The sooner you get efficient, the less money you’ll have to raise — which means fewer voices on your board, and more control of your vision.
There’s nothing wrong with overcapitalizing early to hit your milestones. But the longer you go into the capital structure — raising money before you make money — the more likely you are to find yourself having to reckon with brewing tensions between the early money and the investment that came after it. These groups of investors come to your business with vastly different timeframes in mind, and the clash of those goals is seldom pretty.
One way to fix this, meanwhile, is to include trusted people on your board besides the early VCs who have funded you. Find the coaches, mentors, and experienced operators who know your work best, and then put them into a position where they’re most likely to benefit your company and its people.
Know when to diversify leadership
When an organization scales, it becomes about the broader organization and less about the individual.
It can be easy for the founder of a company to adopt their idea and their business as their identity. But as your business scales, it becomes less about you, and more about the team that you’ve built.
As a result, part of this journey requires that you diversify your executive team’s skill sets. If you want to learn how to build your company’s future, learn to delegate. This doesn’t mean that you just hire people with titles who can take direction and make the VCs happy. You can try that route, of course — but be prepared to still have your growth rate slow, and your burn rate heat up.

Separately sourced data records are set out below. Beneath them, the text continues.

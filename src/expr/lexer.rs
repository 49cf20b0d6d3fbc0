//! Tokenizer for binding expressions

use super::ExprError;

#[derive(Debug, Clone, PartialEq)]
pub enum TokenKind {
    Number(f64),
    Str(String),
    Ident(String),
    Dot,
    LBracket,
    RBracket,
    LParen,
    RParen,
    Question,
    Colon,
    Bang,
    Minus,
    Plus,
    AndAnd,
    OrOr,
    EqEq,
    NotEq,
    EqEqEq,
    NotEqEq,
    Lt,
    Le,
    Gt,
    Ge,
}

/// Token plus its byte offset in the source
#[derive(Debug, Clone, PartialEq)]
pub struct Token {
    pub kind: TokenKind,
    pub pos: usize,
}

impl TokenKind {
    /// Source spelling, for error messages
    pub fn describe(&self) -> String {
        match self {
            TokenKind::Number(n) => crate::value::format_number(*n),
            TokenKind::Str(s) => format!("\"{}\"", s),
            TokenKind::Ident(name) => name.clone(),
            TokenKind::Dot => ".".into(),
            TokenKind::LBracket => "[".into(),
            TokenKind::RBracket => "]".into(),
            TokenKind::LParen => "(".into(),
            TokenKind::RParen => ")".into(),
            TokenKind::Question => "?".into(),
            TokenKind::Colon => ":".into(),
            TokenKind::Bang => "!".into(),
            TokenKind::Minus => "-".into(),
            TokenKind::Plus => "+".into(),
            TokenKind::AndAnd => "&&".into(),
            TokenKind::OrOr => "||".into(),
            TokenKind::EqEq => "==".into(),
            TokenKind::NotEq => "!=".into(),
            TokenKind::EqEqEq => "===".into(),
            TokenKind::NotEqEq => "!==".into(),
            TokenKind::Lt => "<".into(),
            TokenKind::Le => "<=".into(),
            TokenKind::Gt => ">".into(),
            TokenKind::Ge => ">=".into(),
        }
    }
}

/// Operators, longest spelling first so `===` wins over `==`
const OPERATORS: &[(&str, TokenKind)] = &[
    ("===", TokenKind::EqEqEq),
    ("!==", TokenKind::NotEqEq),
    ("==", TokenKind::EqEq),
    ("!=", TokenKind::NotEq),
    ("<=", TokenKind::Le),
    (">=", TokenKind::Ge),
    ("&&", TokenKind::AndAnd),
    ("||", TokenKind::OrOr),
    ("<", TokenKind::Lt),
    (">", TokenKind::Gt),
    ("!", TokenKind::Bang),
    ("-", TokenKind::Minus),
    ("+", TokenKind::Plus),
    (".", TokenKind::Dot),
    ("[", TokenKind::LBracket),
    ("]", TokenKind::RBracket),
    ("(", TokenKind::LParen),
    (")", TokenKind::RParen),
    ("?", TokenKind::Question),
    (":", TokenKind::Colon),
];

fn is_ident_start(c: char) -> bool {
    c.is_ascii_alphabetic() || c == '_' || c == '$'
}

fn is_ident_char(c: char) -> bool {
    c.is_ascii_alphanumeric() || c == '_' || c == '$'
}

/// Split an expression into tokens
pub fn lex(src: &str) -> Result<Vec<Token>, ExprError> {
    let mut tokens = Vec::new();
    let mut pos = 0;

    while pos < src.len() {
        let rest = &src[pos..];
        let Some(c) = rest.chars().next() else { break };

        if c.is_whitespace() {
            pos += c.len_utf8();
            continue;
        }

        if c.is_ascii_digit() || (c == '.' && rest[1..].starts_with(|d: char| d.is_ascii_digit())) {
            let len = number_len(rest);
            let text = &rest[..len];
            let value = crate::value::parse_number(text)
                .ok_or(ExprError::UnexpectedChar { pos, ch: c })?;
            tokens.push(Token { kind: TokenKind::Number(value), pos });
            pos += len;
            continue;
        }

        if c == '"' || c == '\'' {
            let (value, len) = lex_string(rest, pos)?;
            tokens.push(Token { kind: TokenKind::Str(value), pos });
            pos += len;
            continue;
        }

        if is_ident_start(c) {
            let len = rest
                .char_indices()
                .find(|(_, ch)| !is_ident_char(*ch))
                .map(|(i, _)| i)
                .unwrap_or(rest.len());
            tokens.push(Token { kind: TokenKind::Ident(rest[..len].to_string()), pos });
            pos += len;
            continue;
        }

        match OPERATORS.iter().find(|(spelling, _)| rest.starts_with(spelling)) {
            Some((spelling, kind)) => {
                tokens.push(Token { kind: kind.clone(), pos });
                pos += spelling.len();
            }
            None => return Err(ExprError::UnexpectedChar { pos, ch: c }),
        }
    }

    Ok(tokens)
}

/// Length of a numeric literal: digits, one fraction, optional exponent
fn number_len(s: &str) -> usize {
    let bytes = s.as_bytes();
    let mut i = 0;
    while i < bytes.len() && bytes[i].is_ascii_digit() {
        i += 1;
    }
    if i < bytes.len() && bytes[i] == b'.' && bytes.get(i + 1).is_some_and(u8::is_ascii_digit) {
        i += 1;
        while i < bytes.len() && bytes[i].is_ascii_digit() {
            i += 1;
        }
    }
    if i < bytes.len() && (bytes[i] == b'e' || bytes[i] == b'E') {
        let mut j = i + 1;
        if j < bytes.len() && (bytes[j] == b'+' || bytes[j] == b'-') {
            j += 1;
        }
        if j < bytes.len() && bytes[j].is_ascii_digit() {
            while j < bytes.len() && bytes[j].is_ascii_digit() {
                j += 1;
            }
            i = j;
        }
    }
    i
}

/// Quoted string with backslash escapes; returns the value and bytes consumed
fn lex_string(s: &str, start: usize) -> Result<(String, usize), ExprError> {
    let mut chars = s.char_indices();
    let Some((_, quote)) = chars.next() else {
        return Err(ExprError::UnexpectedEnd);
    };
    let mut value = String::new();

    while let Some((i, c)) = chars.next() {
        match c {
            c if c == quote => return Ok((value, i + c.len_utf8())),
            '\\' => match chars.next() {
                Some((_, 'n')) => value.push('\n'),
                Some((_, 't')) => value.push('\t'),
                Some((_, 'r')) => value.push('\r'),
                Some((_, other)) => value.push(other),
                None => break,
            },
            c => value.push(c),
        }
    }

    Err(ExprError::UnterminatedString { pos: start })
}

#[cfg(test)]
mod tests {
    use super::*;

    fn kinds(src: &str) -> Vec<TokenKind> {
        lex(src).unwrap().into_iter().map(|t| t.kind).collect()
    }

    #[test]
    fn lex_comparison() {
        assert_eq!(
            kinds("item === theme"),
            vec![
                TokenKind::Ident("item".into()),
                TokenKind::EqEqEq,
                TokenKind::Ident("theme".into()),
            ]
        );
    }

    #[test]
    fn lex_literals() {
        assert_eq!(
            kinds("3.5 'a\\'b' \"x\""),
            vec![
                TokenKind::Number(3.5),
                TokenKind::Str("a'b".into()),
                TokenKind::Str("x".into()),
            ]
        );
    }

    #[test]
    fn lex_member_index_not_fraction() {
        assert_eq!(
            kinds("todos.0.title"),
            vec![
                TokenKind::Ident("todos".into()),
                TokenKind::Dot,
                TokenKind::Number(0.0),
                TokenKind::Dot,
                TokenKind::Ident("title".into()),
            ]
        );
    }

    #[test]
    fn lex_longest_operator_first() {
        assert_eq!(kinds("a!==b"), vec![
            TokenKind::Ident("a".into()),
            TokenKind::NotEqEq,
            TokenKind::Ident("b".into()),
        ]);
        assert_eq!(kinds("!a"), vec![TokenKind::Bang, TokenKind::Ident("a".into())]);
    }

    #[test]
    fn lex_positions() {
        let tokens = lex("a  <= 2").unwrap();
        assert_eq!(tokens[1].pos, 3);
        assert_eq!(tokens[2].pos, 6);
    }

    #[test]
    fn lex_errors() {
        assert_eq!(lex("a = b"), Err(ExprError::UnexpectedChar { pos: 2, ch: '=' }));
        assert_eq!(lex("'open"), Err(ExprError::UnterminatedString { pos: 0 }));
        assert!(lex("alert(1); x").is_err());
    }
}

Try, instead, to put together a list of initiatives, and assign them out. If you find that there are remaining tasks that only you think you can do — then your team still isn’t diverse enough.
Embrace process and understand that increased complexity demands increased clarity. Focus on the long-term, and be willing to create a leadership that can handle the tasks ahead. Because, as a founder, your responsibility is to your brand, your culture, and the future you hope to create.